Source: Palestinians in Israel cite threats, firings and discrimination after Oct. 7

A human rights lawyer in Israel says the Gaza war is racism, militarism and hypocrisy” and that “the Palestinian medical system is being bullied”

She shared a clip from a documentary called Tantura on her IG. It’s about a massacre in one Palestinian village during the 1948 war over Israel’s founding. She posted the footage without commentary. Her account was where this was located.

Her manager phoned her the next day. Colleagues were offended. He asked her to remove the clip. The letter from human resources was sent after Abou Shhadeh refused.

At least 20% of Israelis identify as Arab or Palestinian, like Abou Shhadeh. They are descendants of people that weren’t killed, expelled or compelled to flee when Israel was created.

Many people say they feel like second-class citizens. Human rights advocates say this Gaza war has spawned a wave of abuse and further discrimination.

This month, three Palestinian doctors in Israel penned an open letter decrying “racism, militarism and hypocrisy” in the Israeli medical system, where they say their Jewish colleagues have been “cheering for the killing of innocent Palestinian civilians.”

In the HR letter outlining her dismissal, which Abou Shhahdeh showed to NPR, the company says it supports freedom of expression, but that during wartime, more sensitivity is expected from employees. Abou Shhadeh crossed a line, it reads.
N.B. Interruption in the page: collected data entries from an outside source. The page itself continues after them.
//! Skip Synchronization Tests
//!
//! Toggles made against one target must show up in every sibling target
//! under the same root session, and nowhere else. Pattern pushes are
//! debounced per target while every toggle still takes effect locally.

use anyhow::Result;
use dap_mux::skip::{SkipPropagator, SkipSyncBus};
use dap_mux::target::{Target, TargetKind, TargetTree};
use dap_mux::testing::{MockInspector, MockSourceGraph};
use dap_mux_core::config::PathCase;
use dap_mux_core::id::ScriptId;
use dap_mux_core::protocol::{Position, ToggleSkipFileOutcome, ToggleSkipFileParams};
use dap_mux_core::source::{AuthoredSource, Source};
use dap_mux_core::MuxConfig;
use std::sync::Arc;
use std::time::Duration;

// =============================================================================
// Test Infrastructure
// =============================================================================

struct Session {
    skipper: Arc<SkipPropagator>,
    inspector: Arc<MockInspector>,
}

fn config(skip_files: &[&str]) -> MuxConfig {
    MuxConfig {
        skip_files: skip_files.iter().map(|s| s.to_string()).collect(),
        path_case: PathCase::Sensitive,
        ..MuxConfig::default()
    }
}

fn session(target: &Arc<Target>, bus: &Arc<SkipSyncBus>, skip_files: &[&str]) -> Session {
    session_with_graph(target, bus, skip_files, Arc::new(MockSourceGraph::new()))
}

fn session_with_graph(
    target: &Arc<Target>,
    bus: &Arc<SkipSyncBus>,
    skip_files: &[&str],
    graph: Arc<MockSourceGraph>,
) -> Session {
    let inspector = Arc::new(MockInspector::new());
    let skipper = SkipPropagator::new(target, &config(skip_files), inspector.clone(), graph, bus.clone());
    Session { skipper, inspector }
}

fn resource(url: &str) -> ToggleSkipFileParams {
    ToggleSkipFileParams::Resource {
        resource: url.to_string(),
    }
}

// =============================================================================
// Tests
// =============================================================================

#[tokio::test(start_paused = true)]
async fn test_node_modules_end_to_end() -> Result<()> {
    let tree = TargetTree::new();
    let page = tree.add("page".into(), "index.html", TargetKind::Page, None)?;
    let bus = SkipSyncBus::new();
    let a = session(&page, &bus, &["**/node_modules/**"]);

    assert!(a.skipper.is_script_skipped("file:///app/node_modules/lib/index.js"));
    assert!(!a.skipper.is_script_skipped("file:///app/src/index.js"));
    Ok(())
}

#[tokio::test(start_paused = true)]
async fn test_toggle_reaches_sibling_under_same_root() -> Result<()> {
    let tree = TargetTree::new();
    let page = tree.add("page".into(), "index.html", TargetKind::Page, None)?;
    let worker = tree.add("worker".into(), "worker.js", TargetKind::Worker, Some(&"page".into()))?;
    let other = tree.add("other".into(), "other.html", TargetKind::Page, None)?;

    let bus = SkipSyncBus::new();
    let a = session(&page, &bus, &[]);
    let b = session(&worker, &bus, &[]);
    let c = session(&other, &bus, &[]);

    let url = "file:///app/src/util.js";
    let outcome = a.skipper.toggle_skipping_file(&resource(url)).await;
    assert_eq!(
        outcome,
        ToggleSkipFileOutcome::Toggled {
            url: url.to_string(),
            skipped: true
        }
    );

    assert!(a.skipper.is_script_skipped(url));
    assert!(b.skipper.is_script_skipped(url));
    assert!(!c.skipper.is_script_skipped(url));

    // Toggling back from the worker flows up to the page.
    b.skipper.toggle_skipping_file(&resource(url)).await;
    assert!(!a.skipper.is_script_skipped(url));
    assert!(!b.skipper.is_script_skipped(url));
    Ok(())
}

#[tokio::test(start_paused = true)]
async fn test_sibling_applies_value_not_flip() -> Result<()> {
    let tree = TargetTree::new();
    let page = tree.add("page".into(), "index.html", TargetKind::Page, None)?;
    let worker = tree.add("worker".into(), "worker.js", TargetKind::Worker, Some(&"page".into()))?;

    let bus = SkipSyncBus::new();
    let a = session(&page, &bus, &[]);
    let b = session(&worker, &bus, &["**/vendor/**"]);

    let url = "file:///app/vendor/x.js";
    assert!(!a.skipper.is_script_skipped(url));
    assert!(b.skipper.is_script_skipped(url));

    a.skipper.toggle_skipping_file(&resource(url)).await;
    assert!(a.skipper.is_script_skipped(url));
    assert!(b.skipper.is_script_skipped(url));
    Ok(())
}

#[tokio::test(start_paused = true)]
async fn test_dropped_sibling_is_not_notified() -> Result<()> {
    let tree = TargetTree::new();
    let page = tree.add("page".into(), "index.html", TargetKind::Page, None)?;
    let worker = tree.add("worker".into(), "worker.js", TargetKind::Worker, Some(&"page".into()))?;

    let bus = SkipSyncBus::new();
    let a = session(&page, &bus, &[]);
    let b = session(&worker, &bus, &[]);
    assert_eq!(bus.subscriber_count(&"page".into()), 2);

    drop(b);
    assert_eq!(bus.subscriber_count(&"page".into()), 1);

    a.skipper.toggle_skipping_file(&resource("file:///app/a.js")).await;
    assert!(a.skipper.is_script_skipped("file:///app/a.js"));
    Ok(())
}

#[tokio::test(start_paused = true)]
async fn test_burst_of_toggles_pushes_patterns_once() -> Result<()> {
    let tree = TargetTree::new();
    let page = tree.add("page".into(), "index.html", TargetKind::Page, None)?;
    let bus = SkipSyncBus::new();
    let a = session(&page, &bus, &[]);

    let first = "file:///app/src/one.js";
    let second = "file:///app/src/two.js";
    a.skipper.toggle_skipping_file(&resource(first)).await;
    a.skipper.toggle_skipping_file(&resource(second)).await;

    // Local effects are immediate.
    assert!(a.skipper.is_script_skipped(first));
    assert!(a.skipper.is_script_skipped(second));
    assert!(a.inspector.pattern_calls().is_empty());

    tokio::time::sleep(Duration::from_secs(1)).await;

    let calls = a.inspector.pattern_calls();
    assert_eq!(calls.len(), 1);
    assert_eq!(
        calls[0],
        vec![
            "^file:///app/src/one\\.js$".to_string(),
            "^file:///app/src/two\\.js$".to_string(),
        ]
    );
    Ok(())
}

#[tokio::test(start_paused = true)]
async fn test_authored_toggle_pushes_ranges_in_sibling() -> Result<()> {
    let tree = TargetTree::new();
    let page = tree.add("page".into(), "index.html", TargetKind::Page, None)?;
    let worker = tree.add("worker".into(), "worker.js", TargetKind::Worker, Some(&"page".into()))?;

    let bundle = Source::new(1, "file:///app/dist/bundle.js");
    let lib = Source::new(2, "file:///app/src/lib.ts");
    let graph_for = || {
        let graph = Arc::new(MockSourceGraph::new());
        graph.add_bundle(
            &bundle,
            vec![(
                AuthoredSource::new(lib.clone(), Position::new(20, 0)),
                Position::new(100, 0),
                Position::new(120, 0),
            )],
        );
        graph.add_script(&bundle, ScriptId::from("9"));
        graph
    };

    let bus = SkipSyncBus::new();
    let a = session_with_graph(&page, &bus, &[], graph_for());
    let b = session_with_graph(&worker, &bus, &[], graph_for());
    a.skipper.initialize_skipping_value_for_source(&bundle).await;
    b.skipper.initialize_skipping_value_for_source(&bundle).await;

    a.skipper
        .toggle_skipping_file(&ToggleSkipFileParams::Reference { source_reference: 2 })
        .await;

    let expected = vec![(ScriptId::from("9"), vec![Position::new(100, 0), Position::new(120, 0)])];
    assert_eq!(a.inspector.range_calls(), expected);
    assert_eq!(b.inspector.range_calls(), expected);
    assert!(b.skipper.is_script_skipped(&lib.url));
    Ok(())
}

#[tokio::test(start_paused = true)]
async fn test_failed_pushes_keep_local_state() -> Result<()> {
    let tree = TargetTree::new();
    let page = tree.add("page".into(), "index.html", TargetKind::Page, None)?;
    let bus = SkipSyncBus::new();
    let a = session(&page, &bus, &[]);
    a.inspector.fail_pushes(true);

    a.skipper.toggle_skipping_file(&resource("file:///app/a.js")).await;
    tokio::time::sleep(Duration::from_secs(1)).await;

    assert_eq!(a.inspector.pattern_calls().len(), 1);
    assert!(a.skipper.is_script_skipped("file:///app/a.js"));
    Ok(())
}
“This is all absurd. Sawsan Zaher is a human rights lawyer based in Haifa, Israel. “We are talking about a massive wave of political persecution against Arab citizens inside of Israel.”

Zaher, who does not know or represent Abou Shhadeh, says she’s getting 20 times more queries from Arabs reporting labor abuse inside Israel compared to before the war.

Source: Palestinians in Israel cite threats, firings and discrimination after Oct. 7

She is afraid of the consequences of a lawsuit against her ex-employee for $bf a kbar k$

She worries that taking legal action against her former employer might hurt her prospects for a new job — which she desperately needs. She and her fiancée have a mortgage to pay. They were supposed to get married this month, but the wedding is delayed because of the war.